Arrivée au Tchad le 10 mai 1996, c’est 26 ans plus tard presque au jour près, le 9 mai 2022, que j’ai quitté ce pays qui m’est devenu très cher, et beaucoup d’amis auxquels je me suis attachée. Au moment de tourner la page pour entrer dans de nouveaux défis en Europe, c’est l’occasion de me rappeler de la bonté et de la fidélité de Dieu tout au long de ce parcours.

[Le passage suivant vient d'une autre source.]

//! Items: the nodes of the animation tree.
//!
//! An [`Item`] pairs designer configuration ([`ItemValues`], tweens) with the
//! runtime state the engine drives: the open/close state, progress, pending
//! delay, cached parent/child links, the child census and loop bookkeeping.
//!
//! Runtime fields are only written by the tree, the activation engine and the
//! scheduler. Hosts read them through accessors.

use serde::{Deserialize, Serialize};

use crate::events::{Observer, Observers};
use crate::host::{Capabilities, MaterialHandle};
use crate::id::ItemId;
use crate::tween::Tween;
use crate::types::{
    ActivationMode, ButtonDirection, ChainDirection, ItemKey, ItemState, Keyed, MaterialMode,
    UpdatePhase,
};

/// Designer configuration of an item.
#[derive(Debug, Clone, PartialEq, Serialize, Deserialize)]
#[serde(default)]
pub struct ItemValues {
    /// Pre-activation delay per direction, in seconds.
    pub delay: Keyed<f32>,
    /// Arc duration per direction, in seconds.
    pub duration: Keyed<f32>,

    /// Delay step between consecutive children along the chain.
    pub chain_delay: Keyed<f32>,
    /// Base delay added before the first child of the chain.
    pub first_child_delay: Keyed<f32>,
    /// Children start their branch activation together with this item's delay
    /// instead of after it.
    pub child_before: Keyed<bool>,
    /// Chain ordering per direction.
    pub chain_direction: Keyed<ChainDirection>,
    /// Children use the chain delays computed by this item instead of their
    /// own delays.
    pub child_chain_mode: bool,
    /// Reversing an in-flight branch transition starts descendants without
    /// delay.
    pub brake_chain_delay: bool,
    /// Seed for the random chain ordering.
    pub chain_seed: u64,

    /// Loop count: 0 disables looping, negative loops forever.
    pub loops: i32,
    /// Activation applied on every loop iteration from the opened state.
    pub loop_mode: ActivationMode,

    /// Activation applied once by `start`.
    pub start_action: ActivationMode,
    /// Activation used by `open`.
    pub activation_open: ActivationMode,
    /// Activation used by `close`.
    pub activation_close: ActivationMode,

    /// Detach this item's children from the tree above it.
    pub ignore_childs: bool,
    /// Do not attach to the parent item.
    pub ignore_parent: bool,
    /// Use the scaled delta time of the phase.
    pub time_scaled: bool,
    /// Scheduler phase driving this item.
    pub updating_type: UpdatePhase,

    /// Toggle the interactable surface with the state.
    pub interactions: bool,
    /// Toggle raycast blocking with the state.
    pub block_raycasting: bool,
    /// Start and stop the audio resource with the state.
    pub sound_control: bool,
    /// Stop (instead of pause) audio on close, so it restarts on open.
    pub sound_restart: bool,
    /// Start and stop the video resource with the state.
    pub video_control: bool,
    /// Stop (instead of pause) video on close, so it restarts on open.
    pub video_restart: bool,

    /// Length of the press afterglow in seconds.
    pub button_duration: f32,
    pub button_direction: ButtonDirection,
    /// Key names that press this item's button.
    pub on_keyboard: Vec<String>,

    pub material_mode: MaterialMode,
}

impl Default for ItemValues {
    fn default() -> Self {
        Self {
            delay: Keyed::splat(0.0),
            duration: Keyed::splat(1.0),
            chain_delay: Keyed::splat(0.0),
            first_child_delay: Keyed::splat(0.0),
            child_before: Keyed::splat(false),
            chain_direction: Keyed::splat(ChainDirection::FirstToLast),
            child_chain_mode: false,
            brake_chain_delay: false,
            chain_seed: 0,
            loops: 0,
            loop_mode: ActivationMode::OpenClose,
            start_action: ActivationMode::CloseBranchImmediately,
            activation_open: ActivationMode::OpenBranch,
            activation_close: ActivationMode::CloseBranch,
            ignore_childs: false,
            ignore_parent: false,
            time_scaled: true,
            updating_type: UpdatePhase::Update,
            interactions: true,
            block_raycasting: true,
            sound_control: false,
            sound_restart: false,
            video_control: false,
            video_restart: false,
            button_duration: 0.0,
            button_direction: ButtonDirection::OpenToClose,
            on_keyboard: Vec::new(),
            material_mode: MaterialMode::Direct,
        }
    }
}

impl ItemValues {
    /// Whether the item loops at all.
    pub fn is_looping(&self) -> bool {
        self.loops != 0
    }
}

static_assertions::assert_impl_all!(ItemValues: Send, Sync);

/// A node of the animation tree.
#[derive(Debug)]
pub struct Item {
    pub name: String,
    pub values: ItemValues,
    pub tweens: Vec<Tween>,

    // Scene mirror
    pub(crate) enabled: bool,
    pub(crate) scene_parent: Option<ItemId>,
    pub(crate) scene_children: Vec<ItemId>,

    // Cached adjacency, rebuilt by refresh
    pub(crate) sibling_id: u32,
    pub(crate) parent: Option<ItemId>,
    pub(crate) children: Vec<ItemId>,
    pub(crate) child_counts: [u32; 4],
    pub(crate) child_count_without_loops: u32,
    pub(crate) chain_delay: Keyed<f32>,

    // State machine
    pub(crate) state: ItemState,
    pub(crate) time: f32,
    pub(crate) state_chg_time: f32,
    pub(crate) state_chg_branch_mode: bool,
    pub(crate) state_chg_brake: bool,
    pub(crate) loop_activated: bool,
    pub(crate) current_loops: i32,
    pub(crate) button_evaluation: f32,

    // Host lookups
    pub(crate) capabilities: Capabilities,
    pub(crate) material: Option<MaterialHandle>,

    pub(crate) observers: Observers,
    pub(crate) queue_events: bool,
}

impl Item {
    pub fn new(name: impl Into<String>) -> Self {
        Self::with_values(name, ItemValues::default())
    }

    pub fn with_values(name: impl Into<String>, values: ItemValues) -> Self {
        Self {
            name: name.into(),
            values,
            tweens: Vec::new(),
            enabled: true,
            scene_parent: None,
            scene_children: Vec::new(),
            sibling_id: 1,
            parent: None,
            children: Vec::new(),
            child_counts: [0; 4],
            child_count_without_loops: 0,
            chain_delay: Keyed::splat(0.0),
            state: ItemState::Closed,
            time: 0.0,
            state_chg_time: -1.0,
            state_chg_branch_mode: false,
            state_chg_brake: false,
            loop_activated: false,
            current_loops: 0,
            button_evaluation: 0.0,
            capabilities: Capabilities::default(),
            material: None,
            observers: Observers::default(),
            queue_events: false,
        }
    }

    pub fn with_tween(mut self, tween: Tween) -> Self {
        self.tweens.push(tween);
        self
    }

    pub fn with_tweens(mut self, tweens: impl IntoIterator<Item = Tween>) -> Self {
        self.tweens.extend(tweens);
        self
    }

    pub fn state(&self) -> ItemState {
        self.state
    }

    /// Progress within the current arc, `0.0` closed to `1.0` opened.
    pub fn time(&self) -> f32 {
        self.time
    }

    /// Remaining pre-activation delay; negative when not waiting.
    pub fn state_chg_time(&self) -> f32 {
        self.state_chg_time
    }

    /// Whether the pending transition includes descendants.
    pub fn state_chg_branch_mode(&self) -> bool {
        self.state_chg_branch_mode
    }

    pub fn is_enabled(&self) -> bool {
        self.enabled
    }

    /// Position among the parent's children, starting at 1.
    pub fn sibling_id(&self) -> u32 {
        self.sibling_id
    }

    pub fn parent(&self) -> Option<ItemId> {
        self.parent
    }

    pub fn children(&self) -> &[ItemId] {
        &self.children
    }

    pub fn scene_parent(&self) -> Option<ItemId> {
        self.scene_parent
    }

    pub fn scene_children(&self) -> &[ItemId] {
        &self.scene_children
    }

    /// Number of direct children in `state`. Always 0 for the slave state.
    pub fn child_count(&self, state: ItemState) -> u32 {
        state.census_slot().map_or(0, |slot| self.child_counts[slot])
    }

    pub fn child_counts(&self) -> [u32; 4] {
        self.child_counts
    }

    pub fn child_count_without_loops(&self) -> u32 {
        self.child_count_without_loops
    }

    /// Delay assigned to this item by its parent's chain.
    pub fn chain_delay(&self, key: ItemKey) -> f32 {
        self.chain_delay[key]
    }

    pub fn loop_activated(&self) -> bool {
        self.loop_activated
    }

    pub fn current_loops(&self) -> i32 {
        self.current_loops
    }

    /// Remaining press afterglow in seconds.
    pub fn button_evaluation(&self) -> f32 {
        self.button_evaluation
    }

    pub fn capabilities(&self) -> Capabilities {
        self.capabilities
    }

    pub fn material(&self) -> Option<MaterialHandle> {
        self.material
    }

    /// Register a lifecycle observer. Observers run in subscription order.
    pub fn subscribe(&mut self, observer: Observer) {
        self.observers.push(observer);
    }

    pub fn clear_observers(&mut self) {
        self.observers.clear();
    }

    /// Mirror lifecycle events into the tree's event queue.
    pub fn set_queue_events(&mut self, enabled: bool) {
        self.queue_events = enabled;
    }

    pub(crate) fn has_subscribers(&self) -> bool {
        self.queue_events || !self.observers.is_empty()
    }

    /// Whether every non-looping child reached the terminal state of `key`.
    pub(crate) fn children_reached(&self, key: ItemKey) -> bool {
        self.child_count(key.terminal_state()) == self.child_count_without_loops
    }

    /// Whether a transition has no pending delay left.
    pub(crate) fn delay_elapsed(&self) -> bool {
        self.state_chg_time < 0.0
    }
}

J’ai passé les huit premières années à l’orphelinat d’Abéché, à l’est du pays, où j’ai eu le privilège d’apprendre cette belle langue qu’est l’arabe, de découvrir une toute nouvelle culture, des habitudes qui m’étaient inconnues, et surtout de m’attacher à des personnes avec qui, pour certaines, le contact est resté jusqu’à aujourd’hui. Au travers du suivi des enfants orphelins de mères, de visites dans les familles en brousse, de formations pour les accoucheuses traditionnelles, c’était l’occasion d’aider la population avec mon métier, et aussi de transmettre l’espérance que nous avons en Jésus, et je ne peux pas compter le nombre de fois où j’ai raconté l’histoire du fils prodigue au clair de lune dans un village reculé, devant la moitié du village rassemblé, écoutant attentivement la Bonne Nouvelle.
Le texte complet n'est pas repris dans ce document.